§ **Source records**:
○ ○ ○ ○

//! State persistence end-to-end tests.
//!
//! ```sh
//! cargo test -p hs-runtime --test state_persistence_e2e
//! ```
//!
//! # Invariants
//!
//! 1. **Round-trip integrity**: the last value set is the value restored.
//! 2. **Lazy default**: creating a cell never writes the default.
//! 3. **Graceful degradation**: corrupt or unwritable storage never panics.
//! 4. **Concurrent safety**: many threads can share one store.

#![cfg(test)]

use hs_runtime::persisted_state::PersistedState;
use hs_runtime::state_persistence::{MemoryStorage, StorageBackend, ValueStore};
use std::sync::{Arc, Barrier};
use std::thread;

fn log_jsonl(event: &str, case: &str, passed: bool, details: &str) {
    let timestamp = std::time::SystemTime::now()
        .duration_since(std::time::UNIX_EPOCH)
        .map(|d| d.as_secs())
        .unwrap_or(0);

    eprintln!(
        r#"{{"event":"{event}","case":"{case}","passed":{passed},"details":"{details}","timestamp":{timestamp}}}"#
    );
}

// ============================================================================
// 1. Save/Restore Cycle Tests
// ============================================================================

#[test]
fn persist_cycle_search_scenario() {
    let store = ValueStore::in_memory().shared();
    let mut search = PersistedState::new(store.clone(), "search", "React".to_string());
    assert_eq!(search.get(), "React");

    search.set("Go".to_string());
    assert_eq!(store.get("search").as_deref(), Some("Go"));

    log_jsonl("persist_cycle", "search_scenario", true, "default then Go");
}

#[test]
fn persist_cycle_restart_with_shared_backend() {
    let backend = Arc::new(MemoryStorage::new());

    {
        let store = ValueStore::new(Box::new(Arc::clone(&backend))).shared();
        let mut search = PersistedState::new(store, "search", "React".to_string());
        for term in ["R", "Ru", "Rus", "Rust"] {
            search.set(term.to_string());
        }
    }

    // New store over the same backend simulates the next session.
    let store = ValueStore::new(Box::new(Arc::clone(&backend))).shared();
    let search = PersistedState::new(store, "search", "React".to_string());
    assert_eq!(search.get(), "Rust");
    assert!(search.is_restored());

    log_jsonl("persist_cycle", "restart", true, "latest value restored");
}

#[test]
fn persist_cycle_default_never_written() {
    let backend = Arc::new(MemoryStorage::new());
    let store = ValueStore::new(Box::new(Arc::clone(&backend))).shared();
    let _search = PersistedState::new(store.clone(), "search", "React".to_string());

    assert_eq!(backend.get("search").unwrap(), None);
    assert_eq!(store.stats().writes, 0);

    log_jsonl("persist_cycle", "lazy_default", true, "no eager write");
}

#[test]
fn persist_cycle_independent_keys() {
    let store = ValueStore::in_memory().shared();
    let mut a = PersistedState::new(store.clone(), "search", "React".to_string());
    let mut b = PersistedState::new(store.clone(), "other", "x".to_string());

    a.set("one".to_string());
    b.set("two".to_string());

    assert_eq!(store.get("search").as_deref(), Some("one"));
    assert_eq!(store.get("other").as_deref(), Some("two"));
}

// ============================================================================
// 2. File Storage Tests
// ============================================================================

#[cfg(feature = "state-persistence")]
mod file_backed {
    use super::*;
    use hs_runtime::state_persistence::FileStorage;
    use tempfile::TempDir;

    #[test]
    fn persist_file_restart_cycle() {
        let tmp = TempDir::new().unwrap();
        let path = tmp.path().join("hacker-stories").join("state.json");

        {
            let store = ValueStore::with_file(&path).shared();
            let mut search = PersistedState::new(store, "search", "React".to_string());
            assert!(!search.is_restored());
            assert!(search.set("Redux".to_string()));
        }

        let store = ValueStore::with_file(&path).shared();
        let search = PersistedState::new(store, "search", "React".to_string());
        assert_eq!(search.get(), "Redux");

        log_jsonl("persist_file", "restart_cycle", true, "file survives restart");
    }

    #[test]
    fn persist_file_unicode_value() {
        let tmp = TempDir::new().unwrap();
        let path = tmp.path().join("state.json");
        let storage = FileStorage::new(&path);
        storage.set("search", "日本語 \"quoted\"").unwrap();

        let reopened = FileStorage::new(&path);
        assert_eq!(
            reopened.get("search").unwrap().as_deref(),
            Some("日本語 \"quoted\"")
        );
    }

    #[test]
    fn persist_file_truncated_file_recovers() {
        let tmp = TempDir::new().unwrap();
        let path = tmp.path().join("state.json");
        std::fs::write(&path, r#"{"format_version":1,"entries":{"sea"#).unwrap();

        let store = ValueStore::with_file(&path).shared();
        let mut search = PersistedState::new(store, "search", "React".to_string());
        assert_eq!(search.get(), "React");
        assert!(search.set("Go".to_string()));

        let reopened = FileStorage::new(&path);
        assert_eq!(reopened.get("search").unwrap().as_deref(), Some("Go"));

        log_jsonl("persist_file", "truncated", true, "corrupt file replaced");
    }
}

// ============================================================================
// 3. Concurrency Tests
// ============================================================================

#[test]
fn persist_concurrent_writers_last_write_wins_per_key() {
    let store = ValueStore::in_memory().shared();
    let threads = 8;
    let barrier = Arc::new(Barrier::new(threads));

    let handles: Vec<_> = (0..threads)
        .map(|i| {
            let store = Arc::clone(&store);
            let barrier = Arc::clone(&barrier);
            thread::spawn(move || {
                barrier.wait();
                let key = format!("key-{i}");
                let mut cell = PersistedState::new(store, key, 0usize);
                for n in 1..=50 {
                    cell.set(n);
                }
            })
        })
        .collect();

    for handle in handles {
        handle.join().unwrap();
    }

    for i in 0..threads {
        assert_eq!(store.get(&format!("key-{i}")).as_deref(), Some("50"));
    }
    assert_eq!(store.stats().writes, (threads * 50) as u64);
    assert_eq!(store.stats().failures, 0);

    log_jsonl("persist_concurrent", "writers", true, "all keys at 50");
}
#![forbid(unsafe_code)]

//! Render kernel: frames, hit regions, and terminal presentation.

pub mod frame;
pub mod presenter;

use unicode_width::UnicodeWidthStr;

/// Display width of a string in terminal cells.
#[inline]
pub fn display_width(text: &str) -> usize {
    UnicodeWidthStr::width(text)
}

○ ○ ○ ○

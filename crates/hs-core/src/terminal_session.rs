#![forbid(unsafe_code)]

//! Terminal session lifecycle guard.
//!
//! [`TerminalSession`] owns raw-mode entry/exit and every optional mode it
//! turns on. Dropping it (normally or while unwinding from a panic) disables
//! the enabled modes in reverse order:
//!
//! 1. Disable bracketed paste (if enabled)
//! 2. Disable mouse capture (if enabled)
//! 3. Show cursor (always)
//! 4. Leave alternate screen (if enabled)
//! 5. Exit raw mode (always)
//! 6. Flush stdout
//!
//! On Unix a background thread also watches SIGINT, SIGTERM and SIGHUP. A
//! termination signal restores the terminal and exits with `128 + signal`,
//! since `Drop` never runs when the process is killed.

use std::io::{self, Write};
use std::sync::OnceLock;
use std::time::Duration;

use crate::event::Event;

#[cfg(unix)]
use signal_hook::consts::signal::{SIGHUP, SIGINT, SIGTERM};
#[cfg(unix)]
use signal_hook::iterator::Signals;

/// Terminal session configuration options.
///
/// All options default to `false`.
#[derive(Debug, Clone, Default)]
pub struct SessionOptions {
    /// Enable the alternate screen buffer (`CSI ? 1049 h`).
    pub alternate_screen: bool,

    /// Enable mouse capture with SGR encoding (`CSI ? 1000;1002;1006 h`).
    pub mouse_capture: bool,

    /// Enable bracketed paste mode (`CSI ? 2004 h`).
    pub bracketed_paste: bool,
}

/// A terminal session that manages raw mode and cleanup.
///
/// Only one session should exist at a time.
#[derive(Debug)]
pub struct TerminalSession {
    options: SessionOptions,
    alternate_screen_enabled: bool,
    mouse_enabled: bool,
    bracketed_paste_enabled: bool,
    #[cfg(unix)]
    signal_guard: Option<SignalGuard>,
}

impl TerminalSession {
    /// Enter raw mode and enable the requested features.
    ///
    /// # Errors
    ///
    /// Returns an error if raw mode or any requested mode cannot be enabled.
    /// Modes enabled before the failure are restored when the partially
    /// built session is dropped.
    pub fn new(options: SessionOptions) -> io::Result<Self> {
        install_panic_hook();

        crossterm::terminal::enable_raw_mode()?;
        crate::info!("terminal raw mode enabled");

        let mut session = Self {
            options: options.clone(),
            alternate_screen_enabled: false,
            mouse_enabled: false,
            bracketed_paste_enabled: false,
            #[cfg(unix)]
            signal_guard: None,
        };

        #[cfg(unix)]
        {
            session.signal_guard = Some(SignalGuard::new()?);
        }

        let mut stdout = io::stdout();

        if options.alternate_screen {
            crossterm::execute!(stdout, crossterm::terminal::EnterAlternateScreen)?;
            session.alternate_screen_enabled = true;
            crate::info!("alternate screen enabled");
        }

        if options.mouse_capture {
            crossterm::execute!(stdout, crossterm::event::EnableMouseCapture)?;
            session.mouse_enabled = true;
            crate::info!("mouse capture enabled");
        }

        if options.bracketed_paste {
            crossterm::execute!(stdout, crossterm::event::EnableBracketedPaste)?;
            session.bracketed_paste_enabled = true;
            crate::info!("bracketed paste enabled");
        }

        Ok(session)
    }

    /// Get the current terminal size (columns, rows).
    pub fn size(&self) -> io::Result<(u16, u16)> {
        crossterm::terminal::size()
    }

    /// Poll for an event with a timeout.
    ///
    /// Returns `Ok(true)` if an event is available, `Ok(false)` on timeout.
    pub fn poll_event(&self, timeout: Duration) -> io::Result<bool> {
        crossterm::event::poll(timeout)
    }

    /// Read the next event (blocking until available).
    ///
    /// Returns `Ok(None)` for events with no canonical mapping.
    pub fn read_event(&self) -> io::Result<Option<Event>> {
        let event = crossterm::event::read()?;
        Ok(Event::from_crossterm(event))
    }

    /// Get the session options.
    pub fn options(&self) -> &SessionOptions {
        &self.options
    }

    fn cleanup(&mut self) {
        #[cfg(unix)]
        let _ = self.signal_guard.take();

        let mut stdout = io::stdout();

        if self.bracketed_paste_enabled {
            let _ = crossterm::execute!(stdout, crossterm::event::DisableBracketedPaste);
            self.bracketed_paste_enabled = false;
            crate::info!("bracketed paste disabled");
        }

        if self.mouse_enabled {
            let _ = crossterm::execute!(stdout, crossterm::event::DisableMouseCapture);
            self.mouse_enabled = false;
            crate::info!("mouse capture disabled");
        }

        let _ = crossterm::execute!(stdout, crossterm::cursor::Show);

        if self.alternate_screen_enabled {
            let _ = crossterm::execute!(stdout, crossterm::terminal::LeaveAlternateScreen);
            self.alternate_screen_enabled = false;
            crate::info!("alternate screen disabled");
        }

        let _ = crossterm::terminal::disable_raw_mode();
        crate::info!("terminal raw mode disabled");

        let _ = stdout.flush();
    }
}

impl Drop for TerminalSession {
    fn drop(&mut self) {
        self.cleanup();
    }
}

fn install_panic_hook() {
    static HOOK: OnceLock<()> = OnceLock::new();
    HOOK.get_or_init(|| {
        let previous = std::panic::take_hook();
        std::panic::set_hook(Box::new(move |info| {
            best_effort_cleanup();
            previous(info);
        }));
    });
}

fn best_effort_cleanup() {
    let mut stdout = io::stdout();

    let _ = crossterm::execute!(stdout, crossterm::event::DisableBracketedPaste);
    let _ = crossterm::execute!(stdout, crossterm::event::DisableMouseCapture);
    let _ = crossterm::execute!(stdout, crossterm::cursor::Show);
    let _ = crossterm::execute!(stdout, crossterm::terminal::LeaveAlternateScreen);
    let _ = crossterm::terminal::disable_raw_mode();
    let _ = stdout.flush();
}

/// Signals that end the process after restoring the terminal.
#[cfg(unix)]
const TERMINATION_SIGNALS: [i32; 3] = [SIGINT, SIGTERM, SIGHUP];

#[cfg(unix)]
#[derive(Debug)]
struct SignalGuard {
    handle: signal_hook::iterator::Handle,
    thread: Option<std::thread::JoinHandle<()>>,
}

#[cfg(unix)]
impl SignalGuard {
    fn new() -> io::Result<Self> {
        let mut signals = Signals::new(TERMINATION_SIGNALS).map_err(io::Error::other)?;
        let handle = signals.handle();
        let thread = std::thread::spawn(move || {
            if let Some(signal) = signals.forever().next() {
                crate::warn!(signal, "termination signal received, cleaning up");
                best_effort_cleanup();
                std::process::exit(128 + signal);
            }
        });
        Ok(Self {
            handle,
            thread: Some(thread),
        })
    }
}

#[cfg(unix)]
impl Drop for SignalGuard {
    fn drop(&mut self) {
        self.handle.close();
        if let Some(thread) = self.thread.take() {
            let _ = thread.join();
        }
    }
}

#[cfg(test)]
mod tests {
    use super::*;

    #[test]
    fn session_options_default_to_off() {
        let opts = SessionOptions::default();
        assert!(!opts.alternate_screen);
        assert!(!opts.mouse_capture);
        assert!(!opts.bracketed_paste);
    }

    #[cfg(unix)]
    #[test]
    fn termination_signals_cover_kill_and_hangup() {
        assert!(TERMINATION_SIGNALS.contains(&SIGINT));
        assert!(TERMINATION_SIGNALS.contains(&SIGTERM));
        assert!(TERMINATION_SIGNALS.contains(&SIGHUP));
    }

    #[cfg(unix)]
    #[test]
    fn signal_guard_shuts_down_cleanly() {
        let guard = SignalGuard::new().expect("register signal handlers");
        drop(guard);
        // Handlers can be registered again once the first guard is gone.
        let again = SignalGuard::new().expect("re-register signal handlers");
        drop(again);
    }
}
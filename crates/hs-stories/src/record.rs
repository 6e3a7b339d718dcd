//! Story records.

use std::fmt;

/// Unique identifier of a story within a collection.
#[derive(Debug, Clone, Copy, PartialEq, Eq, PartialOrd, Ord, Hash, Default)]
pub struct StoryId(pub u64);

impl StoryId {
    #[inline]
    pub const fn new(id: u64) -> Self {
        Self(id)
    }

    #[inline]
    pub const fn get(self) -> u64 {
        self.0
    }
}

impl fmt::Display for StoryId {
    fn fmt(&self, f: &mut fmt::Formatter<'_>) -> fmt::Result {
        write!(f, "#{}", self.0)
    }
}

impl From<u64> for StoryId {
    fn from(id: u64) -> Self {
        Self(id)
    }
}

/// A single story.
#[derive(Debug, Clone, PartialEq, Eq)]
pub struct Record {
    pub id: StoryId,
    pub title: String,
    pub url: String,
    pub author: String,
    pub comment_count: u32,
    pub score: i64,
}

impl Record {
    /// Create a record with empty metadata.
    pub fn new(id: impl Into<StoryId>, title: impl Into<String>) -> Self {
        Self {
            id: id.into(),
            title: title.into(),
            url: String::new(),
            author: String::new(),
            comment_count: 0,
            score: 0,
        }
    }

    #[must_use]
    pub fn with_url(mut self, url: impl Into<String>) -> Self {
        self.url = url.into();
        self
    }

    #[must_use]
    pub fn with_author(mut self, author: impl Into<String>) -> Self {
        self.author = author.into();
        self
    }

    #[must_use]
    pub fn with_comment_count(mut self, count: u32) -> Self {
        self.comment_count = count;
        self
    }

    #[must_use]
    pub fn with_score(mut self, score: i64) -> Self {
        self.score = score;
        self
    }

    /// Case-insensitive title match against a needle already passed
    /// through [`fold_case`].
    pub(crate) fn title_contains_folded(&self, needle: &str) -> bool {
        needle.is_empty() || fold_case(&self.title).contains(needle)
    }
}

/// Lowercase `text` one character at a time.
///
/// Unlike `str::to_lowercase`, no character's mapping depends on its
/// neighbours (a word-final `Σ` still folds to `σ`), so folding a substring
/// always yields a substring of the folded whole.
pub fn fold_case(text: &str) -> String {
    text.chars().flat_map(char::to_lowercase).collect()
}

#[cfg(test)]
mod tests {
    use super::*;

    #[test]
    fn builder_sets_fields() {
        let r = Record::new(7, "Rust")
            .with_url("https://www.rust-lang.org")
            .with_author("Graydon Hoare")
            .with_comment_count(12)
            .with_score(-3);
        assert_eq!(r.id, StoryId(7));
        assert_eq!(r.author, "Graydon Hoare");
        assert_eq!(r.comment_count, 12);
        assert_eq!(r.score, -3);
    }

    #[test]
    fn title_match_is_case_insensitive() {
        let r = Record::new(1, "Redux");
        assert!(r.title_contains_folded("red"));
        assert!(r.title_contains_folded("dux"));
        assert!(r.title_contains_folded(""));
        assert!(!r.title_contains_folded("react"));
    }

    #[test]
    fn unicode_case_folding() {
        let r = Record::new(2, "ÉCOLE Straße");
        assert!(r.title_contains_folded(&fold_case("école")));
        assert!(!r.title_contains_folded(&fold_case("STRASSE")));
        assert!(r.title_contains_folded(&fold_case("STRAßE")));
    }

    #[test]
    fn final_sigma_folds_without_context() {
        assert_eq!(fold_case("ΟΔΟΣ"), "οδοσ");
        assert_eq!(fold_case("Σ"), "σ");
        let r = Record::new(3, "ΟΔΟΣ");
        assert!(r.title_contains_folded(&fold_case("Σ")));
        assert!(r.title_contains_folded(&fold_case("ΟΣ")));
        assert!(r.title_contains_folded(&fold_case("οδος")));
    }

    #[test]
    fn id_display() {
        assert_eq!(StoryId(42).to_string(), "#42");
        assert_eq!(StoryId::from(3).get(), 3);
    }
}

○ ○ ○ ○

§ **What you will do**: Take the listing above and repeat exactly the lines from the one containing "persistence end-to-end tests." through the one containing "storage never panics.", both included.

§ **Solution to this problem**:
//! State persistence end-to-end tests.
//!
//! ```sh
//! cargo test -p hs-runtime --test state_persistence_e2e
//! ```
//!
//! # Invariants
//!
//! 1. **Round-trip integrity**: the last value set is the value restored.
//! 2. **Lazy default**: creating a cell never writes the default.
//! 3. **Graceful degradation**: corrupt or unwritable storage never panics.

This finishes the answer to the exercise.